For Roche, the stakes are high. It has entered into an 18-year, $70 million collaboration with Affymetrix to produce the AmpliChip. Roche designs and markets the product, which Affymetrix manufactures. In introducing the product, Roche said that it expects revenues of $100 million within five years. If the FDA rules that the AmpliChip requires its premarket approval, rollout could be delayed by years, and potential benefits to patients delayed even more.
The FDA has regulated analyte specific reagents for use in in vitro diagnostic devices since 1998, but this case may represent a challenge of its ability to define and regulate ASRs that are microarray based. The agency has been candid in admitting a lack of expertise in how to regulate this, and other, early-stage genomic technologies. However, the agency is working to acquire knowledge through workshops and meetings with industry.
The document’s cover letter — dated June 17, 2003 — suggests that this submission was filed just days before Roche introduced its Ampli-Chip CYP450 microarray product.
The document is drafted in the form of an official agency guidance, down to the front-page inclusion of the e-mail address of Steven Gutman, the director of the agency’s Office of In Vitro Diagnostic Device Evaluation and Safety of the FDA’s Center for Devices and Radiological Health.
Gutman told BioArray News Monday that the agency has received the document and is reviewing it. He said he could not comment on the specifics of a document under review.
“We are working as proactively as we can to consider the regulatory options for helping expedite the transfer of technology to the marketplace, and we are working as proactively as we can to get products approved,” he said. “There is a clear end-point, but the journey there is quite colorful.”
Gutman said the document’s formatting in the form of an official guidance is not unusual. He said there is not standard-operating procedure for consideration of this suggestion by the FDA, and would not guess at any time frame for a decison.
“Our intent was to describe a process that would bring ‘innovative technologies’ to market,” the document’s cover letter to the FDA said. The suggested guidance should apply to innovative technologies as well as improvements on existing devices.

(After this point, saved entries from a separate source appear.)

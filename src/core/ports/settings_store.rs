//! Settings store port
//!
//! Defines the key/value persistence used to remember sprint settings
//! across invocations.

/// Key/value store for user settings
///
/// Values are opaque strings; the settings layer decides their encoding.
#[cfg_attr(test, mockall::automock)]
pub trait SettingsStore {
    /// Read a value, `None` if the key was never written
    fn get(&self, key: &str) -> anyhow::Result<Option<String>>;

    /// Write a value, replacing any previous one
    fn set(&self, key: &str, value: &str) -> anyhow::Result<()>;
}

And, the authors suggest, the agency should be flexible in the application of this process.
Manufacturers would have the option to pursue this analytical clearance, based on the establishment of analytical validity.
The FDA would have 60 days to make a determination on clearing the IVAT for marketing.
Recently, Henry Nordhoff, the chairman and CEO of San Diego-based Gen-Probe, which manufactured the first nucleic acid testing products approved by FDA in 1985, pointed to Roche and Becton Dickinson as its chief competitors in the DNA probe testing market.
In that context, the triumvirate involved in this suggested guidance is on the periphery of the microarray industry but clearly indicates the financial potential of a clinical marketplace where mass-produced, microarray-based diagnostic devices are in every doctor’s office and clinic, helping realize the far-off dream of personalized medicine.
The road there runs through the FDA offices in Rockville, Md.